Hidden Illiterates. South Bend's effort is a joint venture of the local, state and federal governments, plus the nonprofit National Council on the Aging. On a grant from the U.S. Labor Department, the council interviewed 1,348 of the dropped employees of 50 years and older, many of them Negroes and men of Polish and Hungarian extraction who had worked for Studebaker all their lives and had never before hunted for a job. Testing by the Indiana Employment Security Division showed that more than a tenth of the men had forgotten--or never knew--how to read and write with any skill. One cook, for example, had memorized the first letter of each item on the menu, and thus hid his illiteracy; his downfall came when the boss ordered him to get some wine and he could not read the labels. The first step, for many, had to be elementary schooling.

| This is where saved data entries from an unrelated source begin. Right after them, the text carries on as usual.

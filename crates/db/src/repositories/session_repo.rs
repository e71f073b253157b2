//! Repository for the `sessions` table.

use chrono::Utc;
use folio_core::types::DbId;

use crate::models::session::{CreateSession, Session};
use crate::DbPool;

const COLUMNS: &str = "id, user_id, token_hash, expires_at, created_at";

/// Provides CMS session storage. Tokens are stored as HMAC digests
/// computed by the API layer; this repository never sees plaintext.
pub struct SessionRepo;

impl SessionRepo {
    /// Insert a new session, returning the created row.
    pub async fn create(pool: &DbPool, input: &CreateSession) -> Result<Session, sqlx::Error> {
        let query = format!(
            "INSERT INTO sessions (user_id, token_hash, expires_at, created_at)
             VALUES (?, ?, ?, ?)
             RETURNING {COLUMNS}"
        );
        sqlx::query_as::<_, Session>(&query)
            .bind(input.user_id)
            .bind(&input.token_hash)
            .bind(input.expires_at)
            .bind(Utc::now())
            .fetch_one(pool)
            .await
    }

    /// Find an unexpired session by its token digest.
    pub async fn find_valid_by_token_hash(
        pool: &DbPool,
        token_hash: &str,
    ) -> Result<Option<Session>, sqlx::Error> {
        let query = format!(
            "SELECT {COLUMNS} FROM sessions WHERE token_hash = ? AND expires_at > ?"
        );
        sqlx::query_as::<_, Session>(&query)
            .bind(token_hash)
            .bind(Utc::now())
            .fetch_optional(pool)
            .await
    }

    /// Revoke every session belonging to a user. Returns the number of
    /// sessions removed.
    pub async fn revoke_all_for_user(pool: &DbPool, user_id: DbId) -> Result<u64, sqlx::Error> {
        let result = sqlx::query("DELETE FROM sessions WHERE user_id = ?")
            .bind(user_id)
            .execute(pool)
            .await?;
        Ok(result.rows_affected())
    }
}
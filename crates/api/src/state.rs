use std::sync::Arc;

use crate::config::ServerConfig;
use crate::mailer::Mailer;

/// Shared application state available to all Axum handlers via `State<AppState>`.
///
/// This is cheaply cloneable (inner data is behind `Arc` or is already `Clone`).
#[derive(Clone)]
pub struct AppState {
    /// Database connection pool.
    pub pool: folio_db::DbPool,
    /// Server configuration.
    pub config: Arc<ServerConfig>,
    /// SMTP mailer; `None` when mail delivery is not configured.
    pub mailer: Option<Arc<Mailer>>,
}
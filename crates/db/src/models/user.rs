//! User (CMS admin) entity model and DTOs.

use serde::Serialize;
use sqlx::FromRow;

use folio_core::types::{DbId, Timestamp};

/// Full user row from the `users` table.
///
/// Contains the password hash -- never serialize this to API responses
/// directly. Use [`UserResponse`] for external-facing output.
#[derive(Debug, Clone, FromRow)]
pub struct User {
    pub id: DbId,
    pub admin_name: String,
    pub password_hash: String,
    pub last_active_at: Option<Timestamp>,
    pub image_url: Option<String>,
    pub project_id: Option<DbId>,
    pub image_id: Option<DbId>,
    pub created_at: Timestamp,
}

/// Safe user representation for API responses (no password hash).
#[derive(Debug, Clone, Serialize)]
pub struct UserResponse {
    pub id: DbId,
    pub admin_name: String,
    pub last_active_at: Option<Timestamp>,
    pub image_url: Option<String>,
    pub created_at: Timestamp,
}

impl From<User> for UserResponse {
    fn from(user: User) -> Self {
        Self {
            id: user.id,
            admin_name: user.admin_name,
            last_active_at: user.last_active_at,
            image_url: user.image_url,
            created_at: user.created_at,
        }
    }
}

/// DTO for creating a new user. The caller supplies an already-hashed
/// password (hashing lives in the API crate's auth module).
#[derive(Debug, Clone)]
pub struct CreateUser {
    pub admin_name: String,
    pub password_hash: String,
    pub image_url: Option<String>,
}
//! Route definitions for the `/cms` sign-in area.

use axum::routing::{get, post};
use axum::Router;

use crate::handlers::cms;
use crate::state::AppState;

/// Routes mounted at `/cms`.
///
/// ```text
/// POST /signin    -> signin (public)
/// POST /signout   -> signout (requires session)
/// POST /passcode  -> 501
/// GET  /          -> dashboard (requires session)
/// ```
pub fn router() -> Router<AppState> {
    Router::new()
        .route("/", get(cms::dashboard))
        .route("/signin", post(cms::signin))
        .route("/signout", post(cms::signout))
        .route("/passcode", post(cms::passcode))
}
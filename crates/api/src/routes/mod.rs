pub mod cms;
pub mod health;
pub mod pages;

use axum::Router;

use crate::state::AppState;

/// Build the application route tree (everything except `/health`).
///
/// Route hierarchy:
///
/// ```text
/// /                        home: title + portfolio aggregate
/// /projects                project list
/// /project/{project_name}  project detail (aggregate shape)
/// /about                   501 stub
/// /contact                 contact form (POST)
/// /resume                  501 stub
/// /blog                    501 stub
/// /blog/post/{post_id}     501 stub
///
/// /cms/signin              sign in (public, POST)
/// /cms/signout             sign out (requires session, POST)
/// /cms/passcode            501 stub (POST)
/// /cms                     admin dashboard (requires session)
/// ```
pub fn app_routes() -> Router<AppState> {
    Router::new()
        .merge(pages::router())
        .nest("/cms", cms::router())
}
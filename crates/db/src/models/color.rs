//! Color entity model and DTO.

use serde::{Deserialize, Serialize};
use sqlx::FromRow;

use folio_core::types::DbId;

/// A color row: one palette entry belonging to a project.
///
/// `role` describes where the color is used (e.g. `"button"`,
/// `"background"`, `"accent"`).
#[derive(Debug, Clone, FromRow, Serialize)]
pub struct Color {
    pub id: DbId,
    pub project_id: DbId,
    pub name: String,
    pub hex: String,
    pub role: String,
}

/// DTO for creating a color row.
#[derive(Debug, Clone, Deserialize)]
pub struct CreateColor {
    pub project_id: DbId,
    pub name: String,
    pub hex: String,
    pub role: String,
}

Now 96 students attend classes in a former high school for 61 hours a day. They start out by shuffling packs of 2-in. by 2-in. cards with a one-syllable word printed on one side and a picture on the other; they then go on to cards that must be phonetically arranged (low, row, blow). Some students have covered six grades in two months.

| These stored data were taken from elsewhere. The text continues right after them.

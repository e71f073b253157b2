//! Contact-form mail delivery via SMTP.
//!
//! [`Mailer`] wraps the `lettre` async SMTP transport to forward contact
//! messages to the configured recipient. Configuration is loaded from
//! environment variables; if `MAIL_SERVER` is not set,
//! [`MailConfig::from_env`] returns `None` and no mailer should be
//! constructed.

// ---------------------------------------------------------------------------
// Error
// ---------------------------------------------------------------------------

/// Error type for mail delivery failures.
#[derive(Debug, thiserror::Error)]
pub enum MailError {
    /// SMTP transport-level failure (authentication, connection, etc.).
    #[error("SMTP transport error: {0}")]
    Transport(#[from] lettre::transport::smtp::Error),

    /// The recipient, sender, or reply-to address could not be parsed.
    #[error("Email address parse error: {0}")]
    Address(#[from] lettre::address::AddressError),

    /// The MIME message could not be assembled.
    #[error("Email build error: {0}")]
    Build(String),
}

// ---------------------------------------------------------------------------
// MailConfig
// ---------------------------------------------------------------------------

/// Default SMTP port (STARTTLS).
const DEFAULT_MAIL_PORT: u16 = 587;

/// Configuration for the SMTP mailer.
#[derive(Debug, Clone)]
pub struct MailConfig {
    /// SMTP server hostname.
    pub server: String,
    /// SMTP server port (defaults to 587).
    pub port: u16,
    /// Optional SMTP username.
    pub username: Option<String>,
    /// Optional SMTP password.
    pub password: Option<String>,
    /// RFC 5322 "From" address for outgoing mail.
    pub default_sender: String,
    /// Address contact messages are delivered to.
    pub recipient: String,
    /// Whether to negotiate STARTTLS (default: true).
    pub use_tls: bool,
}

impl MailConfig {
    /// Load configuration from environment variables.
    ///
    /// Returns `None` if `MAIL_SERVER` is not set, signalling that mail
    /// delivery is not configured and should be skipped.
    ///
    /// | Variable              | Required | Default                  |
    /// |-----------------------|----------|--------------------------|
    /// | `MAIL_SERVER`         | yes      | —                        |
    /// | `MAIL_PORT`           | no       | `587`                    |
    /// | `MAIL_USERNAME`       | no       | —                        |
    /// | `MAIL_PASSWORD`       | no       | —                        |
    /// | `MAIL_DEFAULT_SENDER` | no       | `noreply@folio.local`    |
    /// | `MAIL_RECIPIENT`      | yes      | —                        |
    /// | `MAIL_USE_TLS`        | no       | `true`                   |
    pub fn from_env() -> Option<Self> {
        let server = std::env::var("MAIL_SERVER").ok()?;
        let recipient = std::env::var("MAIL_RECIPIENT").ok()?;
        Some(Self {
            server,
            port: std::env::var("MAIL_PORT")
                .ok()
                .and_then(|p| p.parse().ok())
                .unwrap_or(DEFAULT_MAIL_PORT),
            username: std::env::var("MAIL_USERNAME").ok(),
            password: std::env::var("MAIL_PASSWORD").ok(),
            default_sender: std::env::var("MAIL_DEFAULT_SENDER")
                .unwrap_or_else(|_| "noreply@folio.local".to_string()),
            recipient,
            use_tls: std::env::var("MAIL_USE_TLS")
                .map(|v| matches!(v.as_str(), "1" | "true" | "True" | "TRUE"))
                .unwrap_or(true),
        })
    }
}

// ---------------------------------------------------------------------------
// Mailer
// ---------------------------------------------------------------------------

/// Forwards contact-form messages to the site owner via SMTP.
pub struct Mailer {
    config: MailConfig,
}

impl Mailer {
    /// Create a new mailer with the given configuration.
    pub fn new(config: MailConfig) -> Self {
        Self { config }
    }

    /// Deliver a contact-form message to the configured recipient.
    ///
    /// The visitor's address goes into `Reply-To` so the owner can
    /// answer directly from their mail client.
    pub async fn send_contact_message(
        &self,
        name: &str,
        reply_to: &str,
        message: &str,
    ) -> Result<(), MailError> {
        use lettre::{
            message::header::ContentType, transport::smtp::authentication::Credentials,
            AsyncSmtpTransport, AsyncTransport, Message, Tokio1Executor,
        };

        let subject = format!("New contact message from {name}");
        let body = format!("From: {name} <{reply_to}>\n\n{message}");

        let email = Message::builder()
            .from(self.config.default_sender.parse()?)
            .reply_to(reply_to.parse()?)
            .to(self.config.recipient.parse()?)
            .subject(subject)
            .header(ContentType::TEXT_PLAIN)
            .body(body)
            .map_err(|e| MailError::Build(e.to_string()))?;

        let mut transport_builder = if self.config.use_tls {
            AsyncSmtpTransport::<Tokio1Executor>::starttls_relay(&self.config.server)?
                .port(self.config.port)
        } else {
            AsyncSmtpTransport::<Tokio1Executor>::builder_dangerous(&self.config.server)
                .port(self.config.port)
        };

        if let (Some(user), Some(pass)) = (&self.config.username, &self.config.password) {
            transport_builder =
                transport_builder.credentials(Credentials::new(user.clone(), pass.clone()));
        }

        let mailer = transport_builder.build();
        mailer.send(email).await?;

        tracing::info!(to = %self.config.recipient, "Contact message delivered");
        Ok(())
    }
}

// ---------------------------------------------------------------------------
// Tests
// ---------------------------------------------------------------------------

#[cfg(test)]
mod tests {
    use super::*;

    #[test]
    fn from_env_returns_none_without_mail_server() {
        // Ensure MAIL_SERVER is not set in the test environment.
        std::env::remove_var("MAIL_SERVER");
        assert!(MailConfig::from_env().is_none());
    }

    #[test]
    fn mail_error_display_build() {
        let err = MailError::Build("missing body".to_string());
        assert_eq!(err.to_string(), "Email build error: missing body");
    }

    #[test]
    fn mail_error_display_address() {
        let addr_err: Result<lettre::Address, _> = "not-an-email".parse();
        let err = MailError::Address(addr_err.unwrap_err());
        assert!(err.to_string().contains("Email address parse error"));
    }
}
//! HTTP-level integration tests for the contact form.
//!
//! The test app has no mailer configured, so the success path stops at
//! the 503 gate; delivery itself is covered by the mailer unit tests.

mod common;

use axum::http::StatusCode;
use sqlx::SqlitePool;

#[sqlx::test(migrations = "../db/migrations")]
async fn invalid_email_is_rejected_with_400(pool: SqlitePool) {
    let app = common::build_test_app(pool);
    let response = common::post_json(
        app,
        "/contact",
        serde_json::json!({
            "name": "Visitor",
            "email": "not-an-email",
            "message": "Hello!"
        }),
    )
    .await;

    assert_eq!(response.status(), StatusCode::BAD_REQUEST);
    let json = common::body_json(response).await;
    assert_eq!(json["code"], "VALIDATION_ERROR");
}

#[sqlx::test(migrations = "../db/migrations")]
async fn empty_message_is_rejected_with_400(pool: SqlitePool) {
    let app = common::build_test_app(pool);
    let response = common::post_json(
        app,
        "/contact",
        serde_json::json!({
            "name": "Visitor",
            "email": "visitor@example.com",
            "message": ""
        }),
    )
    .await;

    assert_eq!(response.status(), StatusCode::BAD_REQUEST);
    let json = common::body_json(response).await;
    assert_eq!(json["code"], "VALIDATION_ERROR");
}

#[sqlx::test(migrations = "../db/migrations")]
async fn valid_submission_without_a_mailer_returns_503(pool: SqlitePool) {
    let app = common::build_test_app(pool);
    let response = common::post_json(
        app,
        "/contact",
        serde_json::json!({
            "name": "Visitor",
            "email": "visitor@example.com",
            "message": "I would like to talk about a project."
        }),
    )
    .await;

    assert_eq!(response.status(), StatusCode::SERVICE_UNAVAILABLE);
    let json = common::body_json(response).await;
    assert_eq!(json["code"], "MAIL_NOT_CONFIGURED");
}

The stories in their readers eliminate Dick, Jane and Spot in favor of history, geography and Arabian Nights fantasy. One student's daughter was taunted by a neighbor who said her father was attending "dumb school"; she replied that she was proud of him. Kids surreptitiously aid parents. One homework book came back to school marked by a helpful child: "If you look on page six, you'll find the answer."
In Small Bites. Once they can read and write, the adults join 384 others in vocational training. At Studebaker's abandoned truck assembly plant, they are taught new skills--data processing, air-conditioning maintenance--by non-professional teachers who are experts at their trade. Says Harry Lane, 46, who gave up his used-car lot and repair shop to become a teacher: "It's like teaching a baby to eat. You have to do it in small bites." But the work is rewarding: "Three men out of my first class are now making more money than they ever made in their lives."
Since the vocational training center opened, three-fourths of the graduates have found new jobs. Recently a cooking class moved in, and after a week of lectures was doing so well that it will soon be feeding the student body. By the time the 48-week course ends, promises Instructor Charles Harper, the class will be able to turn out French, German and Italian specialties for the Florida hotel trade--and every student will be able to read the menu.